== Prompt ==
Transcribe the data exactly, stopping after the "RPN_ORACLE_LOG_WITH_TIME precision, expected" line.

== Source material ==
★ ★ ★
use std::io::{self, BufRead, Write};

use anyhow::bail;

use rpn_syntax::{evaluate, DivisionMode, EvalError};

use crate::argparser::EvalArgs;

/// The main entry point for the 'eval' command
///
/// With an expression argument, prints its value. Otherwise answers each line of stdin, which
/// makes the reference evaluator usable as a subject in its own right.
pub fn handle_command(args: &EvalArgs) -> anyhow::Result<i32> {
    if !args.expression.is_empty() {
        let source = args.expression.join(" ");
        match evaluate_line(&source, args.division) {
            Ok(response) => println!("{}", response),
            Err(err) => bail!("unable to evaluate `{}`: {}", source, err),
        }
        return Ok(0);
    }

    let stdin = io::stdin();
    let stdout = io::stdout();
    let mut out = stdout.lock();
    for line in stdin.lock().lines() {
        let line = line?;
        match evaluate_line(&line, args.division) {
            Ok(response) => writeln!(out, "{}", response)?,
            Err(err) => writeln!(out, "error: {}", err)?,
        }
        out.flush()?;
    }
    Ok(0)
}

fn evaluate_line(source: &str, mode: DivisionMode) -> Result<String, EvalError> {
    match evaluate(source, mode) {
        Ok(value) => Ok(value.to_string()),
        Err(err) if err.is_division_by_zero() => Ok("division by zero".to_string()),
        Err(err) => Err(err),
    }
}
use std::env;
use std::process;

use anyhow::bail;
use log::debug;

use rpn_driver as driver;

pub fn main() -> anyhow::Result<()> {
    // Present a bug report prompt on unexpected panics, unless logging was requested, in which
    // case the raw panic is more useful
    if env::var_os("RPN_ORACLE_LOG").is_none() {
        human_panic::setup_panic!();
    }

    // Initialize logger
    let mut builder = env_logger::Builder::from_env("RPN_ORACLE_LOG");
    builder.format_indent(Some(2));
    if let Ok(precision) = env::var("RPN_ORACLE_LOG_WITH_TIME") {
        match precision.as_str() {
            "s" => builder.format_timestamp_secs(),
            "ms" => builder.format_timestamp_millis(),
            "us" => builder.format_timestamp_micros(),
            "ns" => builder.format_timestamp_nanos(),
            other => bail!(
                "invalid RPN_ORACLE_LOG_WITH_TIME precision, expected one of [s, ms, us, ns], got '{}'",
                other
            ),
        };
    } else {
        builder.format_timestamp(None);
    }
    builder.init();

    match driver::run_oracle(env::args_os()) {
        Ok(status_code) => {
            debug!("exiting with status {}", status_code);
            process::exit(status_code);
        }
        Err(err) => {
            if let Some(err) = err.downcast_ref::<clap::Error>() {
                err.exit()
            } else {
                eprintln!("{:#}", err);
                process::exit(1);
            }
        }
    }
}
★ ★ ★
== Exercise response ==
use std::io::{self, BufRead, Write};

use anyhow::bail;

use rpn_syntax::{evaluate, DivisionMode, EvalError};

use crate::argparser::EvalArgs;

/// The main entry point for the 'eval' command
///
/// With an expression argument, prints its value. Otherwise answers each line of stdin, which
/// makes the reference evaluator usable as a subject in its own right.
pub fn handle_command(args: &EvalArgs) -> anyhow::Result<i32> {
    if !args.expression.is_empty() {
        let source = args.expression.join(" ");
        match evaluate_line(&source, args.division) {
            Ok(response) => println!("{}", response),
            Err(err) => bail!("unable to evaluate `{}`: {}", source, err),
        }
        return Ok(0);
    }

    let stdin = io::stdin();
    let stdout = io::stdout();
    let mut out = stdout.lock();
    for line in stdin.lock().lines() {
        let line = line?;
        match evaluate_line(&line, args.division) {
            Ok(response) => writeln!(out, "{}", response)?,
            Err(err) => writeln!(out, "error: {}", err)?,
        }
        out.flush()?;
    }
    Ok(0)
}

fn evaluate_line(source: &str, mode: DivisionMode) -> Result<String, EvalError> {
    match evaluate(source, mode) {
        Ok(value) => Ok(value.to_string()),
        Err(err) if err.is_division_by_zero() => Ok("division by zero".to_string()),
        Err(err) => Err(err),
    }
}
use std::env;
use std::process;

use anyhow::bail;
use log::debug;

use rpn_driver as driver;

pub fn main() -> anyhow::Result<()> {
    // Present a bug report prompt on unexpected panics, unless logging was requested, in which
    // case the raw panic is more useful
    if env::var_os("RPN_ORACLE_LOG").is_none() {
        human_panic::setup_panic!();
    }

    // Initialize logger
    let mut builder = env_logger::Builder::from_env("RPN_ORACLE_LOG");
    builder.format_indent(Some(2));
    if let Ok(precision) = env::var("RPN_ORACLE_LOG_WITH_TIME") {
        match precision.as_str() {
            "s" => builder.format_timestamp_secs(),
            "ms" => builder.format_timestamp_millis(),
            "us" => builder.format_timestamp_micros(),
            "ns" => builder.format_timestamp_nanos(),
            other => bail!(
                "invalid RPN_ORACLE_LOG_WITH_TIME precision, expected one of [s, ms, us, ns], got '{}'",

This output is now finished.